_TASK TO COMPLETE_
Where the records below show the word "enum" in a line, please copy that line.
** Opening PROVIDED DATA block **
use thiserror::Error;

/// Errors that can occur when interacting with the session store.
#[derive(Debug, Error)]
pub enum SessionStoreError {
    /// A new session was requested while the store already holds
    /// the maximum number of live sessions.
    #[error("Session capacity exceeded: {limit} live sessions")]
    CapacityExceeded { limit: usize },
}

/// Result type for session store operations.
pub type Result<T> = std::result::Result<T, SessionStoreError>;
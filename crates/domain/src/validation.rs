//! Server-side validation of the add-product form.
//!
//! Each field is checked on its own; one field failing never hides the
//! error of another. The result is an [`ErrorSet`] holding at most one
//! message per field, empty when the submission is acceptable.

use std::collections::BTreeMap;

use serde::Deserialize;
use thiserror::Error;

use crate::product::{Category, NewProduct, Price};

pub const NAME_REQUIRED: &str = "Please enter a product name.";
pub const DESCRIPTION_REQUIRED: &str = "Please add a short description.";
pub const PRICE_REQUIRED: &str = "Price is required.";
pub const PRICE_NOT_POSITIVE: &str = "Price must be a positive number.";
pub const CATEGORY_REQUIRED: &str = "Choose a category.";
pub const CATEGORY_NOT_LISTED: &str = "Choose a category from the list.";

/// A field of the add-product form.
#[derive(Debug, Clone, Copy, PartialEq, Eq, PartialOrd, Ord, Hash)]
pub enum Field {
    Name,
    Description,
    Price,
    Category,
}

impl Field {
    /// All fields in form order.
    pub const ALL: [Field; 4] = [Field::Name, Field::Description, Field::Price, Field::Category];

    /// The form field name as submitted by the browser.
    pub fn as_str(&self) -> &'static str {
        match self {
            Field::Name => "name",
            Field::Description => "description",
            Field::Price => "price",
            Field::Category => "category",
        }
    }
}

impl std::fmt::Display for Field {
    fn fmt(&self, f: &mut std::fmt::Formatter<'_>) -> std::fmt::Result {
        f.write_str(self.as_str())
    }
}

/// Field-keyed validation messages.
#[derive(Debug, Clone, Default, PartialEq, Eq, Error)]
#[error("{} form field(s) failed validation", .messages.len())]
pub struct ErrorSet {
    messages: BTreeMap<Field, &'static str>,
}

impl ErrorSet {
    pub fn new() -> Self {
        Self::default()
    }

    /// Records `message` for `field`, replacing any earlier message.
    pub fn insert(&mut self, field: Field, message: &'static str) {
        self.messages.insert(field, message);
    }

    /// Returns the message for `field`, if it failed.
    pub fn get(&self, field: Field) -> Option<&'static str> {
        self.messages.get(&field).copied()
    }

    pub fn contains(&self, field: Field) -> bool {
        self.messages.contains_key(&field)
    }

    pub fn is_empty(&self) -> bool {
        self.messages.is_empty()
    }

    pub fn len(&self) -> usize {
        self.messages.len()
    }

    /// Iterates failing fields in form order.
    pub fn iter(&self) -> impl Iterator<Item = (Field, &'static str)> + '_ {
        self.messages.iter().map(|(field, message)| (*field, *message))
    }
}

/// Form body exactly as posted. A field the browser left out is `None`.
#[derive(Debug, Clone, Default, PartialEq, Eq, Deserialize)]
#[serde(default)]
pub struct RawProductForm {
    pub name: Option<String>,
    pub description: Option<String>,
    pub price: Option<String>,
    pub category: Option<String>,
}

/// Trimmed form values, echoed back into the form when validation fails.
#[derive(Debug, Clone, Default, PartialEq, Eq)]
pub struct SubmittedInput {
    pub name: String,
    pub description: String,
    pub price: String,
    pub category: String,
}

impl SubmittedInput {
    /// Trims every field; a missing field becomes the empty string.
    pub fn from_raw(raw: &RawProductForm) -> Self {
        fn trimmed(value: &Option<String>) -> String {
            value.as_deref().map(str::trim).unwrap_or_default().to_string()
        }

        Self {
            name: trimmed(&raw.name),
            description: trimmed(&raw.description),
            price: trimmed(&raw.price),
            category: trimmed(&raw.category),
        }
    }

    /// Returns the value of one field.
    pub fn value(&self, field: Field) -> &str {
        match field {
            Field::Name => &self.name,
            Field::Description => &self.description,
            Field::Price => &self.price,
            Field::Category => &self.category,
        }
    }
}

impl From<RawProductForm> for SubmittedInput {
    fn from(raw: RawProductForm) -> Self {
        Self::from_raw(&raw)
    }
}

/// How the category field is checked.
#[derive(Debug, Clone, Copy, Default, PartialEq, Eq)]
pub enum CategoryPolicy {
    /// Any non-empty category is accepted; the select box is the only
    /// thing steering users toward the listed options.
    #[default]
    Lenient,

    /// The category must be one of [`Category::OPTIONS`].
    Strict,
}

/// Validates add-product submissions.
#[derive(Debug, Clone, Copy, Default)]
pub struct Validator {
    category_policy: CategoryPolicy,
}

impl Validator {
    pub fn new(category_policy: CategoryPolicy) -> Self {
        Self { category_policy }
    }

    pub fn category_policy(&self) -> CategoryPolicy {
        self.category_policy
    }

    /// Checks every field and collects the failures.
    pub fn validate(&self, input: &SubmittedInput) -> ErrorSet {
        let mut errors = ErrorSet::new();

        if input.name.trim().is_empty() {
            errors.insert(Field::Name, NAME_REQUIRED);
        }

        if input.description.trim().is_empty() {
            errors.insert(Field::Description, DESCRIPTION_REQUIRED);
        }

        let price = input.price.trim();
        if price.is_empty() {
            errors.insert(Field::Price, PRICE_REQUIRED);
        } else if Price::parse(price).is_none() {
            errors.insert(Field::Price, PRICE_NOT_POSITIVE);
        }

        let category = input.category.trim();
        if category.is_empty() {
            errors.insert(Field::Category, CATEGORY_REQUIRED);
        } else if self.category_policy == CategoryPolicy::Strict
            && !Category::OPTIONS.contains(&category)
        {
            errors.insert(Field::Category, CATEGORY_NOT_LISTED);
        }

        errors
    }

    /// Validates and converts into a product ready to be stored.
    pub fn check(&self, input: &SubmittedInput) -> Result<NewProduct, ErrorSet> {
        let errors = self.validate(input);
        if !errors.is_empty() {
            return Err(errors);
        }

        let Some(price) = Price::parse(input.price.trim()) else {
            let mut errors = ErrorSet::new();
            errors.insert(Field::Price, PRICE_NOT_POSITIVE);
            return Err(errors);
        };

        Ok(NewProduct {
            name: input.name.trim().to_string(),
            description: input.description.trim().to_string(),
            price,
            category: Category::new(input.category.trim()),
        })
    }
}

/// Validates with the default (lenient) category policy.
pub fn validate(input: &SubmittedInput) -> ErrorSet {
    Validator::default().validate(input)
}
** Closing PROVIDED DATA block **
_SOLUTION FOR THIS EXERCISE_
pub enum SessionStoreError {
pub enum Field {
pub enum CategoryPolicy {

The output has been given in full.